Другой, на первый взгляд, незначительный момент, смутивший Шаламова, присутствие кота в лагерном лазарете «Одного дня Ивана Денисовича»:

«Санчасть была в самом глухом, дальнем углу зоны, и звуки сюда не достигали никакие. Ни ходики не стучали — заключенным часов не положено, время за них знает начальство. И даже мыши не скребли — всех их повыловил больничный кот, на то поставленный».

Для борьбы с грызунами лагерные санчасти действительно выписывали кошек. Вот только Шаламов не понаслышке знал, что даже в относительно мягких условиях санчасти зеки не дали бы просто так разгуливать нескольким килограммам мяса.

И дело вовсе не том, что такие детали кажутся неправдоподобными. Дело в том, что гуманист Солженицын видит возможность для консолидации между людьми там, где она кажется невозможной. Его узники понимают, что живой эта несчастная кошка принесет больше пользы коллективу. Для Шаламова же человечество навсегда оказывается безнадежно хуже, чем можно было представить.

V

Геннадий Айги в своих воспоминаниях о Варламе Шаламове пишет, как в юности вместе с товарищами приходил в гости к писателю, освободившемуся после долгих лет лагерей. Юноши вели себя безобразно: вытягивали самые смачные подробности гулаговской жизни, особенно бестолковые даже пытались «ботать по фене». Варлам Тихонович сильно раздражался и в ответ предлагал почитать свои стихи.

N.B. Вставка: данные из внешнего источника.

//! Usher Cache Layer
//!
//! Fast-path services in front of the authoritative store: the event
//! snapshot cache, the per-resource lock lease, and the expiration queue.
//!
//! # Architecture
//!
//! - **Ports**: `SnapshotCache`, `ResourceLock`, `ExpirationQueue`
//!   (`CacheLayer` bundles all three)
//! - **In-memory adapter**: for tests and single-node development
//! - **Redis adapter**: production backend (feature `redis`)
//!
//! Nothing here is authoritative. Seat counts live in the store; the lock
//! reduces contention and the snapshot bounds read load, and the engine
//! must stay correct when either misbehaves.

#![warn(clippy::all)]

// Modules
mod error;
mod memory;
mod ports;
#[cfg(feature = "redis")]
mod redis;

// Re-exports
pub use error::CacheError;
pub use memory::MemoryCache;
pub use ports::{CacheLayer, ExpirationQueue, LockToken, ResourceLock, SnapshotCache};
#[cfg(feature = "redis")]
pub use redis::RedisCache;
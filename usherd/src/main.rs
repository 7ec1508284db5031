//! Usher Daemon
//!
//! Runtime orchestrator for the reservation engine, reaper, and API server.
//!
//! # Usage
//!
//! ```bash
//! # Start with default configuration
//! cargo run -p usherd
//!
//! # Start with custom environment
//! USHER_ENVIRONMENT=test USHER_API_PORT=8081 cargo run -p usherd
//! ```
//!
//! # Environment Variables
//!
//! - `USHER_ENVIRONMENT`: Environment (test, development, production)
//! - `USHER_API_HOST`: API host (default: 127.0.0.1)
//! - `USHER_API_PORT`: API port (default: 8080)
//! - `USHER_CLIENT_URL`: Client base URL for checkout redirects (default: http://localhost:5173)
//! - `USHER_LOCK_TTL_MS`: Event lock lease TTL (default: 10000)
//! - `USHER_SNAPSHOT_TTL_SECS`: Cached snapshot TTL (default: 3600)
//! - `USHER_HOLD_WINDOW_SECS`: Unpaid hold lifetime (default: 600)
//! - `USHER_SESSION_EXPIRY_SECS`: Checkout session lifetime (default: 1800)
//! - `USHER_REAPER_INTERVAL_SECS`: Reaper sweep interval (default: 10)
//! - `USHER_GATEWAY_SECRET`: Gateway API key (required in production)
//! - `USHER_WEBHOOK_SECRET`: Webhook signing secret (required in production)
//! - `DATABASE_URL`, `REDIS_URL`: Production adapters (with the
//!   `postgres` and `redis-cache` features)

use tracing::info;
use tracing_subscriber::{fmt, prelude::*, EnvFilter};
use usherd::{Config, Daemon, Environment};

#[tokio::main]
async fn main() -> anyhow::Result<()> {
    // Initialize tracing
    tracing_subscriber::registry()
        .with(fmt::layer())
        .with(EnvFilter::from_default_env().add_directive("usherd=info".parse()?))
        .init();

    // Load configuration
    let config = Config::from_env()?;

    info!(
        version = env!("CARGO_PKG_VERSION"),
        environment = %config.environment,
        api_host = %config.api.host,
        api_port = config.api.port,
        "Usher Daemon"
    );

    match config.environment {
        Environment::Production => run_production(config).await,
        _ => {
            // Stub gateway and in-memory adapters
            let daemon = Daemon::new_stub(config);
            daemon.run().await?;
            Ok(())
        }
    }
}

#[cfg(all(feature = "postgres", feature = "redis-cache"))]
async fn run_production(config: Config) -> anyhow::Result<()> {
    use std::sync::Arc;
    use usher_cache::RedisCache;
    use usher_gateway::StripeCheckoutClient;
    use usher_store::PgStore;

    let database_url = std::env::var("DATABASE_URL")
        .map_err(|_| anyhow::anyhow!("DATABASE_URL is required in production"))?;
    let redis_url = std::env::var("REDIS_URL")
        .map_err(|_| anyhow::anyhow!("REDIS_URL is required in production"))?;

    let store = Arc::new(PgStore::connect(&database_url).await?);
    let cache = Arc::new(RedisCache::connect(&redis_url).await?);
    let gateway = Arc::new(StripeCheckoutClient::new(config.gateway.secret_key.clone()));

    let daemon = Daemon::new(config, gateway, store, cache);
    daemon.run().await?;
    Ok(())
}

#[cfg(not(all(feature = "postgres", feature = "redis-cache")))]
async fn run_production(_config: Config) -> anyhow::Result<()> {
    anyhow::bail!(
        "Production mode requires building with --features postgres,redis-cache"
    )
}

В лучшем случае с прозой Шаламова обращаются как с документом, одним из множества свидетельств об аде ГУЛАГа. В худшем — как с обыкновенным чтивом, способом пощекотать нервы за счет чужой боли и несчастья. И вот уже 30 лет, за которые наследие Шаламова полностью открыто для читателей, включено в школьную и вузовскую программы, мы остаемся в роли тех самых студентов, которые не желали увидеть в выжившем зеке одного из самых неординарных писателей столетия.

Но книга Елены Михайлик может стать ценным ключом для тех, кто решит по-новому прочитать небольшое по объему и сверхмассивное по содержанию наследие Шаламова.